40. A computer program product for use with a virtual machine
monitor (VMM) running on system hardware and supporting a virtual
machine (VM), the computer program product comprising a computer
readable medium having computer readable program code embodied
thereon for performing a method of securing data stored in a
computer system memory, the method comprising: the VMM receiving a
request for access to first data; the VMM determining an execution
context associated with the request; and the VMM providing a source
of the request with access to a version of the first data as a
function of the determined execution context.

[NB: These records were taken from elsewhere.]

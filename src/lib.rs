//! tickerstrip: live market ticker strip engine.
//!
//! Library crate exposing all modules for use by integration tests
//! and the binary entry point.

pub mod calendar;
pub mod config;
pub mod dashboard;
pub mod feed;
pub mod ticker;
pub mod types;
//! Mock market feed for integration testing.
//!
//! Provides a deterministic `MarketDataSource` that replays a script of
//! responses (each with an optional delay), then falls back to a default
//! snapshot. All in-memory, no network.

use anyhow::{anyhow, Result};
use async_trait::async_trait;
use std::collections::VecDeque;
use std::sync::atomic::{AtomicUsize, Ordering};
use std::sync::Mutex;
use std::time::Duration;

use tickerstrip::feed::{IndexSnapshot, MarketDataSource, MarketSnapshot, TapeQuote};

enum Scripted {
    Respond(Duration, MarketSnapshot),
    Fail(Duration, String),
}

pub struct MockFeed {
    script: Mutex<VecDeque<Scripted>>,
    default: Mutex<MarketSnapshot>,
    calls: AtomicUsize,
}

impl MockFeed {
    /// Every call answers `default` immediately unless scripted otherwise.
    pub fn new(default: MarketSnapshot) -> Self {
        Self {
            script: Mutex::new(VecDeque::new()),
            default: Mutex::new(default),
            calls: AtomicUsize::new(0),
        }
    }

    /// Queue a response for the next unscripted call.
    pub fn then_respond(self, delay: Duration, snapshot: MarketSnapshot) -> Self {
        self.script.lock().unwrap().push_back(Scripted::Respond(delay, snapshot));
        self
    }

    /// Queue a failure for the next unscripted call.
    pub fn then_fail(self, delay: Duration, message: &str) -> Self {
        self.script
            .lock()
            .unwrap()
            .push_back(Scripted::Fail(delay, message.to_string()));
        self
    }

    pub fn set_default(&self, snapshot: MarketSnapshot) {
        *self.default.lock().unwrap() = snapshot;
    }

    pub fn calls(&self) -> usize {
        self.calls.load(Ordering::SeqCst)
    }
}

#[async_trait]
impl MarketDataSource for MockFeed {
    async fn fetch_snapshot(&self) -> Result<MarketSnapshot> {
        self.calls.fetch_add(1, Ordering::SeqCst);
        let next = self.script.lock().unwrap().pop_front();
        match next {
            Some(Scripted::Respond(delay, snapshot)) => {
                tokio::time::sleep(delay).await;
                Ok(snapshot)
            }
            Some(Scripted::Fail(delay, message)) => {
                tokio::time::sleep(delay).await;
                Err(anyhow!(message))
            }
            None => Ok(self.default.lock().unwrap().clone()),
        }
    }

    fn name(&self) -> &'static str {
        "mock"
    }
}

/// A snapshot with `n_indices` indices and `n_tape` tape quotes.
///
/// Index `i` moves by `i - 1` points so the list mixes up and down moves.
pub fn snapshot(n_indices: usize, n_tape: usize) -> MarketSnapshot {
    MarketSnapshot {
        indices: (0..n_indices)
            .map(|i| {
                let change = i as f64 - 1.0;
                IndexSnapshot {
                    code: format!("IDX{i}"),
                    name: format!("Index {i}"),
                    current_value: 10_000.0 + change,
                    change,
                    change_percent: change / 100.0,
                }
            })
            .collect(),
        ticker_tape: (0..n_tape)
            .map(|i| {
                let change = 0.5 - i as f64 * 0.25;
                TapeQuote {
                    symbol: format!("STK{i}"),
                    name: format!("Stock {i}"),
                    current_price: 100.0 + change,
                    price_change: change,
                    price_change_percent: change,
                    exchange: Some("JSE".to_string()),
                }
            })
            .collect(),
    }
}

41. The computer program product of claim 40, wherein providing
access to the version of the first data further comprises:
generating an integrity verification value as a function of the
first data; storing the integrity verification value in
correspondence with the first data; and providing access to the
first data.
42. The computer program product of claim 40, wherein providing
access to the version of the first data further comprises:
encrypting the first data using a first value to create encrypted
first data; generating an integrity verification value as a
function of the encrypted first data; storing the first value and
the integrity verification value in correspondence with the first
data; and providing the source of the request with access to the
encrypted first data.
43. The computer program product of claim 42, wherein generating
the integrity verification value comprises one of: applying a hash
function to the encrypted first data and generating a hash value;
and generating a message authentication code as a function of the
encrypted first data.
44. The computer program product of claim 42, wherein generating
the integrity verification value comprises generating a hash value
from the encrypted first data.
45. The computer program product of claim 44, the method further
comprising: randomly generating the first value.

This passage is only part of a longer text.